With that brilliant conclusion, Flannery’s Discoveroid post ends. His quote from Darwin’s letter is used to dismiss all of Darwin’s thinking. Lovely! (We note, however, that Flannery has impaled himself on his own sword, because the “monkey mind” assertion has to be accepted as scientifically valid before it can be used to discount Darwin’s theory.)
But now let’s see why we suspect that Flannery’s scholarship here is mere quote-mining. In our earlier post we gave a link to the full text of Darwin’s letter to Graham — something Flannery doesn’t do.
It’s here, in a volume by his son, Francis Darwin: Life of Charles Darwin. That online volume has a collection of Darwin’s letters, including the letter to Graham, dated 03 July 1881, written less than a year before Darwin’s death in April of 1882. If you use that link you get the whole book, so you’ll have to search around find the letter. It’s on page 64, so you can scroll there, or you can search for “horrid doubt.”

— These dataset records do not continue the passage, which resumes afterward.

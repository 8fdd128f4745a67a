//! Consumes user lifecycle events originated by the auth service.
//!
//! Creates, updates and deletes employee rows to track the user store. Never
//! stages outbox rows, so events can't loop between the services. ADMIN
//! events are filtered out: admins have logins but no employee record.

use async_trait::async_trait;
use chrono::Utc;
use tracing::{debug, info};

use ss_bus::EventHandler;
use ss_common::{EventKind, StaffSyncError, UserLifecycleEvent};

use crate::domain::{EmployeeRecord, STATUS_ACTIVE};
use crate::repository::EmployeeStore;

pub struct EmployeeEventHandler {
    store: EmployeeStore,
}

impl EmployeeEventHandler {
    pub fn new(store: EmployeeStore) -> Self {
        Self { store }
    }

    async fn apply_create(&self, event: &UserLifecycleEvent) -> Result<(), StaffSyncError> {
        if matches!(event.role, Some(role) if !role.has_employee_record()) {
            debug!(user_id = event.id, "ADMIN user, no employee record");
            return Ok(());
        }
        let email = event
            .email
            .as_deref()
            .ok_or_else(|| StaffSyncError::malformed_event("CREATE event without email"))?;

        if self.store.exists_by_user_id(event.id).await? {
            debug!(user_id = event.id, "CREATE already applied, skipping");
            return Ok(());
        }

        // Signup carries no profile fields; the record starts minimal and is
        // filled in through the employee API later.
        let now = Utc::now();
        let record = EmployeeRecord {
            id: 0,
            user_id: event.id,
            employee_id: format!("EMP-{}", event.id),
            email: email.to_string(),
            first_name: String::new(),
            last_name: String::new(),
            status: STATUS_ACTIVE.to_string(),
            department_id: None,
            created_at: now,
            updated_at: now,
        };

        let mut tx = self.store.pool().begin().await?;
        EmployeeStore::insert(&mut tx, &record).await?;
        tx.commit().await?;

        info!(user_id = event.id, "Employee created from event");
        Ok(())
    }

    async fn apply_update(&self, event: &UserLifecycleEvent) -> Result<(), StaffSyncError> {
        let Some(mut employee) = self.store.find_by_user_id(event.id).await? else {
            // Missed CREATE (or the user was an admin until now); synthesize
            // the record when the event carries an email.
            if matches!(event.role, Some(role) if !role.has_employee_record()) {
                return Ok(());
            }
            if event.email.is_some() {
                info!(user_id = event.id, "UPDATE for unknown employee, creating");
                return self.apply_create(event).await;
            }
            debug!(user_id = event.id, "UPDATE with no employee-visible fields, skipping");
            return Ok(());
        };

        // Only the email is shared state; password and role live in the user
        // store.
        let Some(email) = &event.email else {
            return Ok(());
        };
        if *email == employee.email {
            return Ok(());
        }

        employee.email = email.clone();
        employee.updated_at = Utc::now();

        let mut tx = self.store.pool().begin().await?;
        EmployeeStore::update(&mut tx, &employee).await?;
        tx.commit().await?;

        info!(user_id = event.id, "Employee updated from event");
        Ok(())
    }

    async fn apply_delete(&self, event: &UserLifecycleEvent) -> Result<(), StaffSyncError> {
        let mut tx = self.store.pool().begin().await?;
        let deleted = EmployeeStore::delete_by_user_id(&mut tx, event.id).await?;
        tx.commit().await?;

        if deleted == 0 {
            debug!(user_id = event.id, "DELETE for absent employee, nothing to do");
        } else {
            info!(user_id = event.id, "Employee deleted from event");
        }
        Ok(())
    }
}

#[async_trait]
impl EventHandler for EmployeeEventHandler {
    async fn handle(&self, event: UserLifecycleEvent) -> Result<(), StaffSyncError> {
        match event.kind {
            EventKind::Create => self.apply_create(&event).await,
            EventKind::Update => self.apply_update(&event).await,
            EventKind::Delete => self.apply_delete(&event).await,
        }
    }
}

#[cfg(test)]
mod tests {
    use super::*;
    use sqlx::sqlite::SqlitePoolOptions;
    use ss_common::Role;

    async fn handler() -> EmployeeEventHandler {
        let pool = SqlitePoolOptions::new()
            .max_connections(1)
            .connect("sqlite::memory:")
            .await
            .unwrap();
        let store = EmployeeStore::new(pool);
        store.init_schema().await.unwrap();
        EmployeeEventHandler::new(store)
    }

    fn create_event(id: i64, email: &str, role: Role) -> UserLifecycleEvent {
        UserLifecycleEvent::created(id, email.to_string(), "$argon2id$stub".to_string(), role)
    }

    #[tokio::test]
    async fn duplicate_create_leaves_one_record() {
        let handler = handler().await;
        let event = create_event(7, "e@staffsync.io", Role::Employee);

        handler.handle(event.clone()).await.unwrap();
        handler.handle(event).await.unwrap();

        let all = handler.store.list().await.unwrap();
        assert_eq!(all.len(), 1);
        assert_eq!(all[0].user_id, 7);
        assert_eq!(all[0].employee_id, "EMP-7");
        assert_eq!(all[0].status, STATUS_ACTIVE);
    }

    #[tokio::test]
    async fn admin_creates_are_filtered() {
        let handler = handler().await;
        handler
            .handle(create_event(1, "root@staffsync.io", Role::Admin))
            .await
            .unwrap();
        assert!(handler.store.list().await.unwrap().is_empty());
    }

    #[tokio::test]
    async fn update_for_unknown_user_creates_the_record() {
        let handler = handler().await;
        let event = UserLifecycleEvent {
            id: 9,
            email: Some("m@staffsync.io".to_string()),
            password: None,
            role: Some(Role::Manager),
            kind: EventKind::Update,
        };

        handler.handle(event).await.unwrap();

        let employee = handler.store.find_by_user_id(9).await.unwrap().unwrap();
        assert_eq!(employee.email, "m@staffsync.io");
    }

    #[tokio::test]
    async fn update_applies_the_email_and_nothing_else() {
        let handler = handler().await;
        handler
            .handle(create_event(3, "c@staffsync.io", Role::Employee))
            .await
            .unwrap();

        handler
            .handle(UserLifecycleEvent {
                id: 3,
                email: Some("renamed@staffsync.io".to_string()),
                password: Some("$argon2id$new".to_string()),
                role: None,
                kind: EventKind::Update,
            })
            .await
            .unwrap();

        let employee = handler.store.find_by_user_id(3).await.unwrap().unwrap();
        assert_eq!(employee.email, "renamed@staffsync.io");
        assert_eq!(employee.employee_id, "EMP-3");
    }

    #[tokio::test]
    async fn delete_is_idempotent() {
        let handler = handler().await;
        handler
            .handle(create_event(4, "d@staffsync.io", Role::Employee))
            .await
            .unwrap();

        let delete = UserLifecycleEvent::deleted(4);
        handler.handle(delete.clone()).await.unwrap();
        handler.handle(delete).await.unwrap();

        assert!(handler.store.find_by_user_id(4).await.unwrap().is_none());
    }
}
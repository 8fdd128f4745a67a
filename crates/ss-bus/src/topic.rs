//! Logical topic names for the user lifecycle streams.

use ss_common::EventKind;

pub const TOPIC_USER_CREATED: &str = "staffsync.user.created";
pub const TOPIC_USER_UPDATED: &str = "staffsync.user.updated";
pub const TOPIC_USER_DELETED: &str = "staffsync.user.deleted";

/// All lifecycle topics, in the order a consumer usually subscribes.
pub const ALL_TOPICS: [&str; 3] = [TOPIC_USER_CREATED, TOPIC_USER_UPDATED, TOPIC_USER_DELETED];

/// Topic an event of the given kind is published on.
pub fn topic_for(kind: EventKind) -> &'static str {
    match kind {
        EventKind::Create => TOPIC_USER_CREATED,
        EventKind::Update => TOPIC_USER_UPDATED,
        EventKind::Delete => TOPIC_USER_DELETED,
    }
}
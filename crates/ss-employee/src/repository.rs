//! Employee and department stores (sqlx/SQLite).
//!
//! Same split as the user store: reads through the pool, writes as static
//! functions over a connection so they compose with the outbox enqueue in one
//! transaction.

use chrono::{DateTime, Utc};
use sqlx::{Row, SqliteConnection, SqlitePool};

use ss_common::StaffSyncError;

use crate::domain::{DepartmentRecord, EmployeeRecord};

pub struct EmployeeStore {
    pool: SqlitePool,
}

impl EmployeeStore {
    pub fn new(pool: SqlitePool) -> Self {
        Self { pool }
    }

    pub fn pool(&self) -> &SqlitePool {
        &self.pool
    }

    pub async fn init_schema(&self) -> Result<(), StaffSyncError> {
        sqlx::query(
            r#"
            CREATE TABLE IF NOT EXISTS employees (
                id INTEGER PRIMARY KEY AUTOINCREMENT,
                user_id INTEGER NOT NULL UNIQUE,
                employee_id TEXT NOT NULL,
                email TEXT NOT NULL,
                first_name TEXT NOT NULL,
                last_name TEXT NOT NULL,
                status TEXT NOT NULL,
                department_id INTEGER,
                created_at BIGINT NOT NULL,
                updated_at BIGINT NOT NULL
            );
            CREATE INDEX IF NOT EXISTS idx_employees_department ON employees(department_id);
            "#,
        )
        .execute(&self.pool)
        .await?;
        Ok(())
    }

    pub async fn find_by_id(&self, id: i64) -> Result<Option<EmployeeRecord>, StaffSyncError> {
        let row = sqlx::query(&select("WHERE id = $1"))
            .bind(id)
            .fetch_optional(&self.pool)
            .await?;
        row.map(row_to_employee).transpose()
    }

    pub async fn find_by_user_id(
        &self,
        user_id: i64,
    ) -> Result<Option<EmployeeRecord>, StaffSyncError> {
        let row = sqlx::query(&select("WHERE user_id = $1"))
            .bind(user_id)
            .fetch_optional(&self.pool)
            .await?;
        row.map(row_to_employee).transpose()
    }

    pub async fn find_by_email(
        &self,
        email: &str,
    ) -> Result<Option<EmployeeRecord>, StaffSyncError> {
        let row = sqlx::query(&select("WHERE email = $1"))
            .bind(email)
            .fetch_optional(&self.pool)
            .await?;
        row.map(row_to_employee).transpose()
    }

    pub async fn exists_by_user_id(&self, user_id: i64) -> Result<bool, StaffSyncError> {
        let row = sqlx::query("SELECT COUNT(*) AS n FROM employees WHERE user_id = $1")
            .bind(user_id)
            .fetch_one(&self.pool)
            .await?;
        Ok(row.get::<i64, _>("n") > 0)
    }

    pub async fn exists_by_email(&self, email: &str) -> Result<bool, StaffSyncError> {
        let row = sqlx::query("SELECT COUNT(*) AS n FROM employees WHERE email = $1")
            .bind(email)
            .fetch_one(&self.pool)
            .await?;
        Ok(row.get::<i64, _>("n") > 0)
    }

    pub async fn list(&self) -> Result<Vec<EmployeeRecord>, StaffSyncError> {
        let rows = sqlx::query(&select("ORDER BY id"))
            .fetch_all(&self.pool)
            .await?;
        rows.into_iter().map(row_to_employee).collect()
    }

    pub async fn list_by_department(
        &self,
        department_id: i64,
    ) -> Result<Vec<EmployeeRecord>, StaffSyncError> {
        let rows = sqlx::query(&select("WHERE department_id = $1 ORDER BY id"))
            .bind(department_id)
            .fetch_all(&self.pool)
            .await?;
        rows.into_iter().map(row_to_employee).collect()
    }

    pub async fn find_by_id_in(
        conn: &mut SqliteConnection,
        id: i64,
    ) -> Result<Option<EmployeeRecord>, StaffSyncError> {
        let row = sqlx::query(&select("WHERE id = $1"))
            .bind(id)
            .fetch_optional(conn)
            .await?;
        row.map(row_to_employee).transpose()
    }

    /// Insert with a store-assigned id. Returns the new id.
    pub async fn insert(
        conn: &mut SqliteConnection,
        record: &EmployeeRecord,
    ) -> Result<i64, StaffSyncError> {
        let result = sqlx::query(
            "INSERT INTO employees (user_id, employee_id, email, first_name, last_name, \
             status, department_id, created_at, updated_at) \
             VALUES ($1, $2, $3, $4, $5, $6, $7, $8, $9)",
        )
        .bind(record.user_id)
        .bind(&record.employee_id)
        .bind(&record.email)
        .bind(&record.first_name)
        .bind(&record.last_name)
        .bind(&record.status)
        .bind(record.department_id)
        .bind(record.created_at.timestamp_millis())
        .bind(record.updated_at.timestamp_millis())
        .execute(conn)
        .await?;
        Ok(result.last_insert_rowid())
    }

    pub async fn update(
        conn: &mut SqliteConnection,
        record: &EmployeeRecord,
    ) -> Result<(), StaffSyncError> {
        sqlx::query(
            "UPDATE employees SET employee_id = $1, email = $2, first_name = $3, \
             last_name = $4, status = $5, department_id = $6, updated_at = $7 WHERE id = $8",
        )
        .bind(&record.employee_id)
        .bind(&record.email)
        .bind(&record.first_name)
        .bind(&record.last_name)
        .bind(&record.status)
        .bind(record.department_id)
        .bind(record.updated_at.timestamp_millis())
        .bind(record.id)
        .execute(conn)
        .await?;
        Ok(())
    }

    pub async fn delete(conn: &mut SqliteConnection, id: i64) -> Result<u64, StaffSyncError> {
        let result = sqlx::query("DELETE FROM employees WHERE id = $1")
            .bind(id)
            .execute(conn)
            .await?;
        Ok(result.rows_affected())
    }

    pub async fn delete_by_user_id(
        conn: &mut SqliteConnection,
        user_id: i64,
    ) -> Result<u64, StaffSyncError> {
        let result = sqlx::query("DELETE FROM employees WHERE user_id = $1")
            .bind(user_id)
            .execute(conn)
            .await?;
        Ok(result.rows_affected())
    }
}

fn select(suffix: &str) -> String {
    format!(
        "SELECT id, user_id, employee_id, email, first_name, last_name, status, \
         department_id, created_at, updated_at FROM employees {suffix}"
    )
}

fn timestamp(row: &sqlx::sqlite::SqliteRow, column: &str) -> Result<DateTime<Utc>, StaffSyncError> {
    let millis: i64 = row.get(column);
    DateTime::from_timestamp_millis(millis)
        .ok_or_else(|| StaffSyncError::internal(format!("Invalid {column} timestamp")))
}

fn row_to_employee(row: sqlx::sqlite::SqliteRow) -> Result<EmployeeRecord, StaffSyncError> {
    Ok(EmployeeRecord {
        id: row.get("id"),
        user_id: row.get("user_id"),
        employee_id: row.get("employee_id"),
        email: row.get("email"),
        first_name: row.get("first_name"),
        last_name: row.get("last_name"),
        status: row.get("status"),
        department_id: row.get("department_id"),
        created_at: timestamp(&row, "created_at")?,
        updated_at: timestamp(&row, "updated_at")?,
    })
}

pub struct DepartmentStore {
    pool: SqlitePool,
}

impl DepartmentStore {
    pub fn new(pool: SqlitePool) -> Self {
        Self { pool }
    }

    pub fn pool(&self) -> &SqlitePool {
        &self.pool
    }

    pub async fn init_schema(&self) -> Result<(), StaffSyncError> {
        sqlx::query(
            r#"
            CREATE TABLE IF NOT EXISTS departments (
                id INTEGER PRIMARY KEY AUTOINCREMENT,
                name TEXT NOT NULL UNIQUE,
                slug TEXT NOT NULL,
                description TEXT,
                created_at BIGINT NOT NULL,
                updated_at BIGINT NOT NULL
            )
            "#,
        )
        .execute(&self.pool)
        .await?;
        Ok(())
    }

    pub async fn find_by_id(&self, id: i64) -> Result<Option<DepartmentRecord>, StaffSyncError> {
        let row = sqlx::query(
            "SELECT id, name, slug, description, created_at, updated_at \
             FROM departments WHERE id = $1",
        )
        .bind(id)
        .fetch_optional(&self.pool)
        .await?;
        row.map(row_to_department).transpose()
    }

    pub async fn exists_by_name(&self, name: &str) -> Result<bool, StaffSyncError> {
        let row = sqlx::query("SELECT COUNT(*) AS n FROM departments WHERE name = $1")
            .bind(name)
            .fetch_one(&self.pool)
            .await?;
        Ok(row.get::<i64, _>("n") > 0)
    }

    pub async fn list(&self) -> Result<Vec<DepartmentRecord>, StaffSyncError> {
        let rows = sqlx::query(
            "SELECT id, name, slug, description, created_at, updated_at \
             FROM departments ORDER BY id",
        )
        .fetch_all(&self.pool)
        .await?;
        rows.into_iter().map(row_to_department).collect()
    }

    pub async fn find_by_id_in(
        conn: &mut SqliteConnection,
        id: i64,
    ) -> Result<Option<DepartmentRecord>, StaffSyncError> {
        let row = sqlx::query(
            "SELECT id, name, slug, description, created_at, updated_at \
             FROM departments WHERE id = $1",
        )
        .bind(id)
        .fetch_optional(conn)
        .await?;
        row.map(row_to_department).transpose()
    }

    pub async fn insert(
        conn: &mut SqliteConnection,
        record: &DepartmentRecord,
    ) -> Result<i64, StaffSyncError> {
        let result = sqlx::query(
            "INSERT INTO departments (name, slug, description, created_at, updated_at) \
             VALUES ($1, $2, $3, $4, $5)",
        )
        .bind(&record.name)
        .bind(&record.slug)
        .bind(&record.description)
        .bind(record.created_at.timestamp_millis())
        .bind(record.updated_at.timestamp_millis())
        .execute(conn)
        .await?;
        Ok(result.last_insert_rowid())
    }

    pub async fn update(
        conn: &mut SqliteConnection,
        record: &DepartmentRecord,
    ) -> Result<(), StaffSyncError> {
        sqlx::query(
            "UPDATE departments SET name = $1, description = $2, updated_at = $3 WHERE id = $4",
        )
        .bind(&record.name)
        .bind(&record.description)
        .bind(record.updated_at.timestamp_millis())
        .bind(record.id)
        .execute(conn)
        .await?;
        Ok(())
    }

    pub async fn delete(conn: &mut SqliteConnection, id: i64) -> Result<u64, StaffSyncError> {
        let result = sqlx::query("DELETE FROM departments WHERE id = $1")
            .bind(id)
            .execute(conn)
            .await?;
        Ok(result.rows_affected())
    }
}

fn row_to_department(row: sqlx::sqlite::SqliteRow) -> Result<DepartmentRecord, StaffSyncError> {
    Ok(DepartmentRecord {
        id: row.get("id"),
        name: row.get("name"),
        slug: row.get("slug"),
        description: row.get("description"),
        created_at: timestamp(&row, "created_at")?,
        updated_at: timestamp(&row, "updated_at")?,
    })
}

In our earlier post we said this about that quote from Darwin:
Did Darwin’s remark about a monkey’s mind have specific reference to his “inward conviction” that the universe is not the result of chance, or did he intend it to apply to man’s evolved mind in general? Read it again. We did, and we suspect the “horrid doubt” was solely directed at that “inward conviction,” but we can’t be certain. Well, actually we can be certain, because we know Darwin never doubted evolution, and it’s unlikely that he thought his mind was no better than a monkey’s.
So there you are. Flannery — the esteemed Discoveroid historian — uses that one quote in an attempt to discredit all of Darwin’s thinking. It seems to us that Darwin’s “horrid doubt” is much more likely aimed at the thinking of those like Graham (and probably Alfred Wallace too), who try to insert unevidenced teleological inferences into the natural world.